No texto Introdução ao Narcisismo, Freud fala sobre a dor do hipocondríaco e do doente orgânico. Ambos retiram sua libido do mundo exterior e a voltam sobre si mesmos. A diferença, no caso do hipocondríaco, é que a doença não fica comprovada, mas exerce a mesma influência que a enfermidade material dos órgãos.

No instante em que uma angústia se instala, nada há de interesse no mundo externo que não seja dentro dessa relação.

A angústia faz parte desde sempre da vida do homem. Dor é caminho de mão dupla. Goza-se e sofre-se. Sofre-se e goza-se. Mas, se há um componente de gozo, do ganho dito secundário, há também a possibilidade da angústia, o temor desse desconhecido que não se delimita o caminho, e remete ao possível da morte. O encontro, sempre tentado adiar, com a castração. Eros e Tânatos se manifestando através da dor.

A pandemia expôs, em modo quase caricatural, a angústia: com a limitação da liberdade, com a máscara como proteção, a mortalidade foi denunciada democraticamente.

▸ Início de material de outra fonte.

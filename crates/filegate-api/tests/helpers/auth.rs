use jsonwebtoken::{encode, EncodingKey, Header};
use serde_json::json;

/// Shared HS256 secret (must be at least 32 characters).
pub const TEST_JWT_SECRET: &str = "test-jwt-secret-at-least-32-characters-long";

pub const ADMIN_ROLE: &str = "admin";

fn expires_in(seconds: i64) -> i64 {
    chrono::Utc::now().timestamp() + seconds
}

/// Sign a token for `sub` with the given roles (omitted when empty).
pub fn mint_token(sub: &str, roles: &[&str]) -> String {
    mint_token_with_exp(sub, roles, expires_in(3600))
}

pub fn mint_token_with_exp(sub: &str, roles: &[&str], exp: i64) -> String {
    let mut claims = json!({ "sub": sub, "exp": exp, "iat": chrono::Utc::now().timestamp() });
    match roles {
        [] => {}
        [role] => claims["role"] = json!(role),
        many => claims["role"] = json!(many),
    }

    encode(
        &Header::default(),
        &claims,
        &EncodingKey::from_secret(TEST_JWT_SECRET.as_bytes()),
    )
    .expect("Failed to sign test token")
}

pub fn admin_token() -> String {
    mint_token("admin-1", &[ADMIN_ROLE])
}

pub fn user_token(id: &str) -> String {
    mint_token(id, &[])
}

pub fn expired_token(id: &str) -> String {
    mint_token_with_exp(id, &[], expires_in(-3600))
}

pub fn bearer(token: &str) -> String {
    format!("Bearer {}", token)
}
//! Error types module
//!
//! All user-visible failures are unified under the `AppError` enum. Each variant
//! self-describes how it is presented over HTTP through the `ErrorMetadata` trait.
//!
//! `BadRequest` covers validation failures, failed authorization
//! predicates and missing delete targets alike, so that a client cannot tell
//! which check rejected the request.

/// Log level for error reporting
#[derive(Debug, Clone, Copy, PartialEq, Eq)]
pub enum LogLevel {
    /// Debug level - for expected errors like validation failures
    Debug,
    /// Warning level - for recoverable issues
    Warn,
    /// Error level - for unexpected failures
    Error,
}

/// Metadata for error responses - defines how an error should be presented
pub trait ErrorMetadata {
    /// HTTP status code to return
    fn http_status_code(&self) -> u16;

    /// Machine-readable error code (e.g., "STORAGE_ERROR")
    fn error_code(&self) -> &'static str;

    /// Whether this error is recoverable (can be retried)
    fn is_recoverable(&self) -> bool;

    /// Suggested action for the client
    fn suggested_action(&self) -> Option<&'static str>;

    /// Client-facing message (may differ from internal error message)
    fn client_message(&self) -> String;

    /// Whether details should be hidden in production
    fn is_sensitive(&self) -> bool;

    /// Log level for this error
    fn log_level(&self) -> LogLevel;
}

#[derive(Debug, thiserror::Error)]
pub enum AppError {
    #[error("Bad request: {0}")]
    BadRequest(String),

    #[error("Unauthorized: {0}")]
    Unauthorized(String),

    #[error("Forbidden: {0}")]
    Forbidden(String),

    #[error("File too large: {0}")]
    PayloadTooLarge(String),

    #[error("Storage error: {0}")]
    Storage(String),

    #[error("Internal error: {0}")]
    Internal(String),

    #[error("Internal error with source")]
    InternalWithSource {
        message: String,
        #[source]
        source: anyhow::Error,
    },
}

impl From<anyhow::Error> for AppError {
    fn from(err: anyhow::Error) -> Self {
        AppError::InternalWithSource {
            message: err.to_string(),
            source: err,
        }
    }
}

/// Static metadata for each variant: (http_status, error_code, recoverable, suggested_action, sensitive, log_level).
fn app_error_static_metadata(
    err: &AppError,
) -> (
    u16,
    &'static str,
    bool,
    Option<&'static str>,
    bool,
    LogLevel,
) {
    match err {
        AppError::BadRequest(_) => (400, "BAD_REQUEST", false, None, false, LogLevel::Debug),
        AppError::Unauthorized(_) => (
            401,
            "UNAUTHORIZED",
            false,
            Some("Check the bearer token"),
            false,
            LogLevel::Debug,
        ),
        AppError::Forbidden(_) => (
            403,
            "FORBIDDEN",
            false,
            Some("Use an account with the required role"),
            false,
            LogLevel::Debug,
        ),
        AppError::PayloadTooLarge(_) => (
            413,
            "PAYLOAD_TOO_LARGE",
            false,
            Some("Reduce file size"),
            false,
            LogLevel::Debug,
        ),
        AppError::Storage(_) => (
            500,
            "STORAGE_ERROR",
            true,
            Some("Retry after a short delay"),
            true,
            LogLevel::Error,
        ),
        AppError::Internal(_) | AppError::InternalWithSource { .. } => (
            500,
            "INTERNAL_ERROR",
            true,
            Some("Retry after a short delay"),
            true,
            LogLevel::Error,
        ),
    }
}

impl AppError {
    /// Get the error type name for detailed error responses
    pub fn error_type(&self) -> &str {
        match self {
            AppError::BadRequest(_) => "BadRequest",
            AppError::Unauthorized(_) => "Unauthorized",
            AppError::Forbidden(_) => "Forbidden",
            AppError::PayloadTooLarge(_) => "PayloadTooLarge",
            AppError::Storage(_) => "Storage",
            AppError::Internal(_) => "Internal",
            AppError::InternalWithSource { .. } => "Internal",
        }
    }

    /// Get detailed error information including error chain
    pub fn detailed_message(&self) -> String {
        use std::error::Error;

        let mut details = self.to_string();

        let mut source = self.source();
        let mut depth = 0;
        while let Some(err) = source {
            depth += 1;
            if depth > 5 {
                details.push_str("\n  ... (truncated)");
                break;
            }
            details.push_str(&format!("\n  Caused by: {}", err));
            source = err.source();
        }

        details
    }
}

impl ErrorMetadata for AppError {
    fn http_status_code(&self) -> u16 {
        app_error_static_metadata(self).0
    }

    fn error_code(&self) -> &'static str {
        app_error_static_metadata(self).1
    }

    fn is_recoverable(&self) -> bool {
        app_error_static_metadata(self).2
    }

    fn suggested_action(&self) -> Option<&'static str> {
        app_error_static_metadata(self).3
    }

    fn is_sensitive(&self) -> bool {
        app_error_static_metadata(self).4
    }

    fn log_level(&self) -> LogLevel {
        app_error_static_metadata(self).5
    }

    fn client_message(&self) -> String {
        match self {
            AppError::BadRequest(_) => "Bad request".to_string(),
            AppError::Unauthorized(ref msg) => msg.clone(),
            AppError::Forbidden(ref msg) => msg.clone(),
            AppError::PayloadTooLarge(ref msg) => msg.clone(),
            AppError::Storage(_) => "Failed to access storage".to_string(),
            AppError::Internal(_) => "Internal server error".to_string(),
            AppError::InternalWithSource { .. } => "Internal server error".to_string(),
        }
    }
}

#[cfg(test)]
mod tests {
    use super::*;

    #[test]
    fn test_error_metadata_bad_request_hides_reason() {
        let err = AppError::BadRequest("extension .exe not permitted".to_string());
        assert_eq!(err.http_status_code(), 400);
        assert_eq!(err.error_code(), "BAD_REQUEST");
        assert!(!err.is_recoverable());
        assert_eq!(err.client_message(), "Bad request");
        assert_eq!(err.log_level(), LogLevel::Debug);
    }

    #[test]
    fn test_error_metadata_storage() {
        let err = AppError::Storage("disk full".to_string());
        assert_eq!(err.http_status_code(), 500);
        assert_eq!(err.error_code(), "STORAGE_ERROR");
        assert!(err.is_recoverable());
        assert!(err.is_sensitive());
        assert_eq!(err.client_message(), "Failed to access storage");
        assert_eq!(err.log_level(), LogLevel::Error);
    }

    #[test]
    fn test_error_metadata_unauthorized() {
        let err = AppError::Unauthorized("Missing authorization header".to_string());
        assert_eq!(err.http_status_code(), 401);
        assert_eq!(err.client_message(), "Missing authorization header");
        assert!(!err.is_sensitive());
    }

    #[test]
    fn test_detailed_message_includes_source_chain() {
        let source = anyhow::anyhow!("root cause").context("while writing");
        let err = AppError::from(source);
        let details = err.detailed_message();
        assert!(details.contains("Internal error with source"));
        assert!(details.contains("Caused by"));
    }

    #[test]
    fn test_status_codes_have_no_not_found() {
        let statuses: Vec<u16> = [
            AppError::BadRequest(String::new()),
            AppError::Unauthorized(String::new()),
            AppError::Forbidden(String::new()),
            AppError::PayloadTooLarge(String::new()),
            AppError::Storage(String::new()),
            AppError::Internal(String::new()),
        ]
        .iter()
        .map(|err| err.http_status_code())
        .collect();
        assert_eq!(statuses, vec![400, 401, 403, 413, 500, 500]);
        assert!(!statuses.contains(&404));
    }
}
use std::sync::Arc;

use axum::{
    extract::{multipart::MultipartRejection, Multipart, Query, State},
    http::StatusCode,
    response::{IntoResponse, Response},
    Json,
};
use chrono::Local;
use filegate_core::AppError;
use filegate_storage::file_segments;

use crate::auth::models::AuthCaller;
use crate::auth::policy::file_delete_allowed;
use crate::error::HttpAppError;
use crate::handlers::DeleteQuery;
use crate::state::AppState;
use crate::utils::upload::extract_upload;

/// Upload a general file to `upload/{caller id}/{today}`
///
/// Any authenticated caller may upload. Responds 201 with the relative URL of
/// the stored file as a JSON string.
#[tracing::instrument(
    skip(state, multipart),
    fields(caller_id = %caller.id, operation = "upload_file")
)]
pub async fn upload_file(
    State(state): State<Arc<AppState>>,
    AuthCaller(caller): AuthCaller,
    multipart: Result<Multipart, MultipartRejection>,
) -> Result<Response, HttpAppError> {
    let multipart = multipart.map_err(|e| AppError::BadRequest(e.body_text()))?;
    let upload = extract_upload(multipart).await?;

    let segments = file_segments(&caller.id, Local::now().date_naive());
    let url = state
        .operation
        .upload_file(upload, &segments, &state.config.file_allowed_extensions)
        .await?;

    Ok((StatusCode::CREATED, Json(url)).into_response())
}

/// Delete a general file by its relative URL
///
/// Owners may delete URLs containing their id; callers with any role may
/// delete any file under `upload/`.
#[tracing::instrument(
    skip(state, query),
    fields(caller_id = %caller.id, operation = "delete_file")
)]
pub async fn delete_file(
    State(state): State<Arc<AppState>>,
    AuthCaller(caller): AuthCaller,
    Query(query): Query<DeleteQuery>,
) -> Result<Json<String>, HttpAppError> {
    let cleaned = state
        .operation
        .delete_file(
            |url| file_delete_allowed(&caller, url),
            &query.relative_url,
        )
        .await?;

    Ok(Json(cleaned))
}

“Caio é um homem, os homens são mortais, logo Caio é mortal”, parecera-lhe a vida toda muito lógico e natural se aplicado a Caio, mas certamente não quando aplicado a ele próprio. (Lev Tolstói, A morte de Ivan Ilyich)

Segundo Heidegger, na angústia o Homem sente-se em presença do nada, da impossibilidade possível da sua existência, isto é, a ameaça de morte.

A psicanálise oportuniza que uma simbolização seja feita, e o sujeito angustiado possa saber por que isso lhe acontece.

No Canto V do Inferno, Dante encontra com Francesca de Rimini, em meio aos castigos físicos que ela sofria. Ela lhe diz “não há dor maior que recordar em plena desventura os momentos felizes”.

Revela ao poeta a sua “outra” dor maior, a dor da sua história e da sua condenação, e da angústia sempre recomeçada na punição sem fim.

Ao escutá-la o poeta cai “como um corpo morto cai”.

 

Leda Rezende é brasileira, médica
psicanalista e escritora. Reside em Milão.